Rubber Bands and Energy Dissipation

1. May 21, 2006

pallidin

Greetings all...

When I pull a fairly good size/quality rubber band and then quickly hold it against my lips, I feel it to be quite hot.
I assume that some of the energy used in stretching the rubber band is converted into heat by virtue of the properties of a "rubber band"

My question is this: Is this energy "loss" appreciable? That is(speaking hypothetically), if I pull with 10 lbs of force, is 1 pound of force converted into heat? Or is this conversion a real but "negligible" factor(much less than 1-lb in my hypothetical scenario)

Thank you.

2. May 21, 2006

Bystander

Last edited by a moderator: May 2, 2017
3. May 21, 2006

pallidin

Thanks for your response, but links are not working for me. Maybe something on my end.

4. May 21, 2006

Bystander

Google "thermodynamics of a rubber band" and look at items 1 and 14. They're both PDF files, and for who knows what reason that's a function of my versions of Windows and IE, my ISP's software, and PF software, PDF links won't parse, and "insert link" doesn't seem to have done the trick --- you got "cannot display page" I presume?

5. May 21, 2006

pallidin

Yes, I am getting a "cannot display page". I will take your advise and do the Google seach as you stated. Thanks.

6. May 21, 2006

pallidin

"A related interesting property which makes a nice demonstration is to
stretch a rubber band with a weight and heat it with a hair dryer. The
length of the rubber band will decrease, unlike most materials which would
lengthen, I.e. expand, when heated."

7. May 21, 2006

pallidin

OK, I guess I'm asking this: With an event of "stretching" a rubber band, some amount of force is converted to radiated IR.
Is there a "percentile" qoutient? Is it 10%, 1%, .001%, etc...
Granted, it depends on the experiment. But surely there is some qualitative value with respect to this.

8. May 21, 2006

Bystander

Not "force," energy, the integral of force times displacement.

In principle, the heat loss from the rubber band can be restricted to zero; this is part of "the ideal rubber band." So, no.

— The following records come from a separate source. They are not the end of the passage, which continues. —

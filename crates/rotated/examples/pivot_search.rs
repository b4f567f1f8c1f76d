//! Comprehensive Pivot Search Examples
//!
//! This example demonstrates the rotated-sequence toolkit:
//! - Basic pivot search with minimal configuration
//! - Opt-in shape verification and probe diagnostics
//! - Searching for values across the rotation point
//! - The linear scan companions (extrema, reversal, running sums)
//! - Digit tricks and combinatorics
//!
//! Each scenario includes the expected output as comments.

#[cfg(feature = "std")]
use rotated::prelude::*;

#[cfg(feature = "std")]
fn main() -> Result<(), RotatedError> {
    println!("{}", "=".repeat(80));
    println!("rotated - Pivot Search Examples");
    println!("{}", "=".repeat(80));
    println!();

    // Run all example scenarios
    example_1_basic_pivot()?;
    example_2_verification_and_probes()?;
    example_3_rotated_search()?;
    example_4_scan_companions()?;
    example_5_digits_and_combinatorics()?;

    Ok(())
}

#[cfg(not(feature = "std"))]
fn main() {}

#[cfg(feature = "std")]
/// Example 1: Basic Pivot Search
/// Demonstrates the simplest usage with minimal configuration
fn example_1_basic_pivot() -> Result<(), RotatedError> {
    println!("Example 1: Basic Pivot Search");
    println!("{}", "-".repeat(80));

    let finder = Pivot::new().return_min().build()?;

    for values in [
        vec![7, 9, 1, 2, 3],
        vec![3, 4, 5, 1, 2],
        vec![1, 2, 3, 4, 5],
        vec![5, 1, 2, 3, 4],
    ] {
        let result = finder.find(&values)?;
        println!(
            "  {:?} -> pivot {} (min {:?})",
            values, result.pivot, result.min
        );
    }

    /* Expected Output:
      [7, 9, 1, 2, 3] -> pivot 2 (min Some(1))
      [3, 4, 5, 1, 2] -> pivot 3 (min Some(1))
      [1, 2, 3, 4, 5] -> pivot 0 (min Some(1))
      [5, 1, 2, 3, 4] -> pivot 1 (min Some(1))
    */

    println!();
    Ok(())
}

#[cfg(feature = "std")]
/// Example 2: Shape Verification and Probe Diagnostics
/// Pays O(n) up front to reject malformed input, and counts comparisons
fn example_2_verification_and_probes() -> Result<(), RotatedError> {
    println!("Example 2: Shape Verification and Probe Diagnostics");
    println!("{}", "-".repeat(80));

    let finder = Pivot::new()
        .verify_rotation()
        .return_min()
        .return_probes()
        .build()?;

    let values: Vec<i64> = (500..1000).chain(0..500).collect();
    let result = finder.find(&values)?;
    println!("{}", result);

    // Malformed input is rejected instead of silently missearched.
    match finder.find(&[2, 2, 1, 2]) {
        Err(e) => println!("  Rejected [2, 2, 1, 2]: {}", e),
        Ok(_) => unreachable!(),
    }

    /* Expected Output:
    Pivot Summary:
      Sequence length: 1000
      Pivot index:     500
      Rotated:         yes
      Minimum:         0
      Probes:          11
      Shape verified:  yes

      Rejected [2, 2, 1, 2]: Duplicate values at index 1: pivot search requires distinct elements
    */

    println!();
    Ok(())
}

#[cfg(feature = "std")]
/// Example 3: Searching Across the Rotation
/// O(log n) lookup without un-rotating the data
fn example_3_rotated_search() -> Result<(), RotatedError> {
    println!("Example 3: Searching Across the Rotation");
    println!("{}", "-".repeat(80));

    let values = [50, 70, 90, 10, 20, 30];
    for target in [90, 20, 55] {
        println!(
            "  search_rotated({:?}, {}) = {:?}",
            values,
            target,
            search_rotated(&values, &target)?
        );
    }

    /* Expected Output:
      search_rotated([50, 70, 90, 10, 20, 30], 90) = Some(2)
      search_rotated([50, 70, 90, 10, 20, 30], 20) = Some(4)
      search_rotated([50, 70, 90, 10, 20, 30], 55) = None
    */

    println!();
    Ok(())
}

#[cfg(feature = "std")]
/// Example 4: Linear Scan Companions
/// Extrema, linear search, reversal, and running sums
fn example_4_scan_companions() -> Result<(), RotatedError> {
    println!("Example 4: Linear Scan Companions");
    println!("{}", "-".repeat(80));

    let values = [23, 45, 12, 67, 34, 9, 56];
    println!("  values:       {:?}", values);
    println!("  min at index: {}", min_index(&values)?);
    println!("  max at index: {}", max_index(&values)?);
    println!("  find 67:      {:?}", linear_search(&values, &67));

    let mut reversed = values;
    reverse_in_place(&mut reversed);
    println!("  reversed:     {:?}", reversed);
    println!("  running sums: {:?}", running_sum(&[1, 2, 3, 4]));

    /* Expected Output:
      values:       [23, 45, 12, 67, 34, 9, 56]
      min at index: 5
      max at index: 3
      find 67:      Some(3)
      reversed:     [56, 9, 34, 67, 12, 45, 23]
      running sums: [1, 3, 6, 10]
    */

    println!();
    Ok(())
}

#[cfg(feature = "std")]
/// Example 5: Digits and Combinatorics
/// Checked integer drills from the same collection
fn example_5_digits_and_combinatorics() -> Result<(), RotatedError> {
    println!("Example 5: Digits and Combinatorics");
    println!("{}", "-".repeat(80));

    println!("  reverse_digits(121)  = {}", reverse_digits(121i32)?);
    println!("  reverse_digits(-450) = {}", reverse_digits(-450i32)?);
    println!("  121 palindrome?        {}", is_palindrome_number(121i32));
    println!("  5C2  = {}", binomial(5u64, 2u64)?);
    println!("  10C3 = {}", binomial(10u64, 3u64)?);
    match binomial(10u64, 20u64) {
        Err(e) => println!("  10C20 rejected: {}", e),
        Ok(_) => unreachable!(),
    }

    /* Expected Output:
      reverse_digits(121)  = 121
      reverse_digits(-450) = -54
      121 palindrome?        true
      5C2  = 10
      10C3 = 120
      10C20 rejected: Invalid combination: r=20 exceeds n=10
    */

    println!();
    Ok(())
}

Qualitative? Yes, the rubber band is going to lose heat to the environment at a rate determined by thermal conductivity of materials in contact with it, the emissivities of surroundings, and this all gets back to comparisons of idealized adiabatic processes with real processes --- you can approach ideality in this case with insulation and radiation shields. What you then observe is a rubber band, the temperature of which is a reproducible function of elongation.